Stare at the zoom, and you’ll see a venetian-blind lens cover that slides back when you power up. Below the lens is the instant AF sensor. Initially we did a little groan, not seeing a light, flash or both. However, both are hiding in a pop-up compartment on the top of the unit. There’s also a slide-back door covering the hot shoe, the zoom toggle switch, a dedicated photo button and a nearby power switch.
On the right side is a comfortable adjustable strap, and a compartment for component, USB and mini HDMI outs. You’ll also find a mic input for accessory microphones, and half of the built-in stereo mic. Unlike higher-end Sonys and Panasonics, the HF S10 is purely Dolby Digital 2-channel stereo, not 5.1 surround sound. We like the ambience of surround, but this may be a nonissue for you.

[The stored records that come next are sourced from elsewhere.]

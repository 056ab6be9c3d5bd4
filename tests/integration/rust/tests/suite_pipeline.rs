//! Suite pipeline integration tests
//!
//! Registry -> Runner -> Reporter -> output, checked for ordering, counts
//! and the conditional throughput line.

use integration_tests::SteppingClock;
use perf_suite::runner::write_completion_banner;
use perf_suite::{micro, BenchError, Reporter};
use regex::Regex;
use std::time::Duration;

/// Run the whole suite against `clock` and return the printed text
fn run_with_clock(clock: SteppingClock) -> String {
    let suite = micro::create_suite();
    let mut reporter = Reporter::with_clock(Vec::new(), clock);
    suite.run(&mut reporter).expect("suite run failed");
    write_completion_banner(reporter.writer_mut()).expect("banner failed");
    String::from_utf8(reporter.into_inner()).expect("output is not UTF-8")
}

#[test]
fn test_blocks_follow_declaration_order() {
    let text = run_with_clock(SteppingClock::new(Duration::from_millis(1)));
    let suite = micro::create_suite();

    let headers: Vec<&str> = text
        .lines()
        .filter(|line| line.starts_with("=== ") && !line.contains("Completed"))
        .collect();
    let expected: Vec<String> = suite
        .benchmarks
        .iter()
        .map(|b| format!("=== {} ===", b.label))
        .collect();

    assert_eq!(headers, expected);
}

#[test]
fn test_every_block_is_complete_before_the_next() {
    let text = run_with_clock(SteppingClock::new(Duration::from_millis(2)));
    let lines: Vec<&str> = text.lines().collect();

    // Header, operations, time, throughput, blank.
    for (index, chunk) in lines[..26 * 5].chunks(5).enumerate() {
        assert!(chunk[0].starts_with("=== "), "block {index}: {:?}", chunk);
        assert!(chunk[1].starts_with("Operations: "));
        assert_eq!(chunk[2], "Time: 0.002 sec");
        assert!(chunk[3].starts_with("Ops/sec: "));
        assert_eq!(chunk[4], "");
    }

    assert_eq!(
        &lines[26 * 5..],
        &[
            "========================================",
            "=== All Performance Tests Completed! ===",
            "========================================",
            "",
            "Summary:",
            "The std::time::Instant clock is used to measure time",
            "in seconds between start and end of each test.",
        ]
    );
}

#[test]
fn test_zero_elapsed_drops_every_throughput_line() {
    let text = run_with_clock(SteppingClock::new(Duration::ZERO));

    assert!(!text.contains("Ops/sec"));
    assert_eq!(text.matches("Time: 0.0 sec\n\n").count(), 26);
}

#[test]
fn test_throughput_matches_count_over_time() {
    let text = run_with_clock(SteppingClock::new(Duration::from_millis(4)));
    let block = Regex::new(r"Operations: (\d+)\nTime: ([^ ]+) sec\nOps/sec: ([^\n]+)\n").unwrap();

    let mut seen = 0;
    for caps in block.captures_iter(&text) {
        let ops: f64 = caps[1].parse().unwrap();
        let time: f64 = caps[2].parse().unwrap();
        let rate: f64 = caps[3].parse().unwrap();
        assert!((rate - ops / time).abs() <= 1e-9 * rate);
        seen += 1;
    }
    assert_eq!(seen, 26);
    assert!(text.contains("Operations: 196418\nTime: 0.004 sec\nOps/sec: "));
}

#[test]
fn test_repeated_runs_report_same_counts() {
    let first = micro::run_all(Vec::new()).unwrap();
    let second = micro::run_all(Vec::new()).unwrap();

    let counts = |results: &[perf_suite::BenchmarkResult]| {
        results
            .iter()
            .map(|r| (r.label.clone(), r.operations))
            .collect::<Vec<_>>()
    };
    assert_eq!(counts(&first), counts(&second));
}

#[test]
fn test_linked_list_result_label() {
    let results = micro::run_all(Vec::new()).unwrap();
    let linked = results
        .iter()
        .find(|r| r.label == "Linked List (1000 elements)")
        .expect("linked list result missing");
    assert_eq!(linked.operations, 1999);
}

#[test]
fn test_filter_through_public_api() {
    let suite = micro::create_suite();

    let classes = suite.filtered("class").unwrap();
    let names: Vec<_> = classes.benchmarks.iter().map(|b| b.name).collect();
    assert_eq!(
        names,
        vec!["class_creation", "class_methods", "nested_classes"]
    );

    assert!(matches!(suite.filtered("xyz"), Err(BenchError::NoMatch(_))));
}
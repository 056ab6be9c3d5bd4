//! Error types for the benchmark harness

use thiserror::Error;

/// Errors surfaced by the harness itself.
///
/// Benchmark bodies never fail on their own; a panic inside one is left to
/// abort the run.
#[derive(Debug, Error)]
pub enum BenchError {
    /// Writing the report failed
    #[error("output error: {0}")]
    Io(#[from] std::io::Error),

    /// A `--filter` pattern selected no benchmarks
    #[error("no benchmark matches '{0}'")]
    NoMatch(String),
}

/// Result type for harness operations
pub type BenchResult<T> = Result<T, BenchError>;
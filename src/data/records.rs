//! Line-oriented observation records
//!
//! Each non-blank line holds whitespace-separated columns; the last two are
//! the pair. Leading columns such as a timestamp are ignored:
//!
//! ```text
//! Thu Dec 11 17:53:01 PST 2008    a@facebook.com    b@facebook.com
//! ```

use std::fs::File;
use std::io::{BufRead, BufReader};
use std::path::{Path, PathBuf};
use thiserror::Error;

#[derive(Debug, Error)]
pub enum ParseError {
    #[error("line {line}: expected at least two fields, found {found}")]
    MissingField { line: usize, found: usize },

    #[error("file not found: {}", .0.display())]
    NotFound(PathBuf),

    #[error("failed to read input: {0}")]
    Io(#[from] std::io::Error),
}

/// Parse one record into a `(source, target)` pair.
///
/// Blank lines yield `Ok(None)`. `line_no` is only used for error reporting.
pub fn parse_record(line: &str, line_no: usize) -> Result<Option<(String, String)>, ParseError> {
    let fields: Vec<&str> = line.split_whitespace().collect();

    match fields.as_slice() {
        [] => Ok(None),
        [.., src, dst] => Ok(Some((src.to_string(), dst.to_string()))),
        _ => Err(ParseError::MissingField {
            line: line_no,
            found: fields.len(),
        }),
    }
}

/// Read all pairs from a line-oriented source
pub fn read_pairs<R: BufRead>(
    reader: R,
    skip_malformed: bool,
) -> Result<Vec<(String, String)>, ParseError> {
    let mut pairs = Vec::new();
    let mut skipped = 0;

    for (idx, line) in reader.lines().enumerate() {
        let line = line?;

        match parse_record(&line, idx + 1) {
            Ok(Some(pair)) => pairs.push(pair),
            Ok(None) => {}
            Err(err) if skip_malformed => {
                log::warn!("Skipping malformed record: {}", err);
                skipped += 1;
            }
            Err(err) => return Err(err),
        }
    }

    if skipped > 0 {
        log::warn!("Skipped {} malformed records", skipped);
    }
    log::info!("Read {} observation records", pairs.len());

    Ok(pairs)
}

/// Load all pairs from a file
pub fn load_pairs<P: AsRef<Path>>(
    path: P,
    skip_malformed: bool,
) -> Result<Vec<(String, String)>, ParseError> {
    let path = path.as_ref();
    log::info!("Reading records from {}", path.display());

    if !path.exists() {
        return Err(ParseError::NotFound(path.to_path_buf()));
    }

    let file = File::open(path)?;
    read_pairs(BufReader::new(file), skip_malformed)
}
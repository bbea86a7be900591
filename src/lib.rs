//! Core library functions for the mutual cluster analyzer

pub mod config;
pub mod data;
pub mod graph;
pub mod cluster;
pub mod storage;

pub use anyhow::{Result, anyhow};
pub use cluster::Cluster;
pub use cluster::detection::find_mutual_clusters;
pub use config::{Config, ExpansionMode};
//! Pair graph representation and algorithms module

pub mod pair_set;
pub mod builder;
pub mod algorithms;

pub use builder::{PairSetBuilder, PairSetStats};
pub use pair_set::PairSet;

use std::fmt::Debug;
use std::hash::Hash;

/// Opaque entity identifier: anything totally ordered, hashable and shareable
/// across the worker pool
pub trait EntityId: Ord + Hash + Clone + Debug + Send + Sync {}

impl<T> EntityId for T where T: Ord + Hash + Clone + Debug + Send + Sync {}
use std::io::Cursor;

use mutual_cluster_analyzer::data::read_pairs;
use mutual_cluster_analyzer::{find_mutual_clusters, storage, Config};

fn run(log: &str) -> String {
    let pairs = read_pairs(Cursor::new(log), false).unwrap();
    let clusters = find_mutual_clusters(pairs, &Config::default());

    let mut out = Vec::new();
    storage::write_clusters(&mut out, &clusters).unwrap();
    String::from_utf8(out).unwrap()
}

#[test]
fn traffic_log_end_to_end() {
    let log = "\
Thu Dec 11 17:53:01 PST 2008    a@facebook.com    b@facebook.com
Thu Dec 11 17:53:02 PST 2008    b@facebook.com    a@facebook.com
Thu Dec 11 17:53:03 PST 2008    a@facebook.com    c@facebook.com
Thu Dec 11 17:53:04 PST 2008    c@facebook.com    a@facebook.com
Thu Dec 11 17:53:05 PST 2008    b@facebook.com    c@facebook.com
Thu Dec 11 17:53:06 PST 2008    c@facebook.com    b@facebook.com
Thu Dec 11 17:54:06 PST 2008    d@facebook.com    a@facebook.com
Thu Dec 11 17:54:07 PST 2008    a@facebook.com    d@facebook.com
Thu Dec 11 17:54:08 PST 2008    d@facebook.com    b@facebook.com
Thu Dec 11 17:54:09 PST 2008    b@facebook.com    d@facebook.com
Thu Dec 11 17:55:06 PST 2008    d@facebook.com    c@facebook.com
Thu Dec 11 17:56:06 PST 2008    e@facebook.com    f@facebook.com
Thu Dec 11 17:56:07 PST 2008    f@facebook.com    g@facebook.com
Thu Dec 11 17:56:08 PST 2008    g@facebook.com    e@facebook.com
";

    // d never hears back from c, and e-f-g only talk one way
    assert_eq!(run(log), "a@facebook.com, b@facebook.com, c@facebook.com\n\
a@facebook.com, b@facebook.com, d@facebook.com\n");
}

#[test]
fn two_triangles() {
    let pairs = vec![
        (1, 2), (2, 1), (1, 3), (3, 1), (2, 3), (3, 2),
        (4, 5), (5, 4), (4, 6), (6, 4), (5, 6), (6, 5),
    ];
    let clusters = find_mutual_clusters(pairs, &Config::default());
    let members: Vec<Vec<u32>> = clusters.into_iter().map(|c| c.members).collect();

    assert_eq!(members, vec![vec![1, 2, 3], vec![4, 5, 6]]);
}

#[test]
fn lone_pair_yields_nothing() {
    assert_eq!(run("t 1 2\nt 2 1\n"), "");
}

#[test]
fn empty_log_yields_nothing() {
    assert_eq!(run(""), "");
}

#[test]
fn five_clique_reported_once() {
    let ids = ["v", "w", "x", "y", "z"];
    let mut log = String::new();
    for a in ids {
        for b in ids {
            if a != b {
                log.push_str(&format!("ts {} {}\n", a, b));
                log.push_str(&format!("ts {} {}\n", a, b));
            }
        }
    }

    assert_eq!(run(&log), "v, w, x, y, z\n");
}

Like any camcorder, you’ll do most of your work on the left side, using the 2.7-inch widescreen LCD to frame your shots and working the controls on the bezel. The monitor is rated 211K pixels, and works well in most conditions, even direct sunshine. However, the options to make adjustments to the screen are buried way too deep in the menu system. Fortunately, if you hit the display button on the body, you’ll get a brightness boost, which helps shooting with the sun at your back. The nicely laid out controls found here include a four-way controller with center set button, a function key, start/stop record, wide/tele zoom adjustment and playback. The sensor for the remote is on the bezel too. On the body are Video Snap and display/battery info keys. With Video Snap, you take short clips that are combined with music soundtracks (supplied or your own). It’s not one of the most in-demand features we’ve heard of, but whatever. You’ll also find the speaker and a compartment for an SDHC card. At the very front is the left-hand portion of the stereo mic, and a custom dial, which you assign a function such as adjusting manual focus, exposure, mic level and others. We set it to focus.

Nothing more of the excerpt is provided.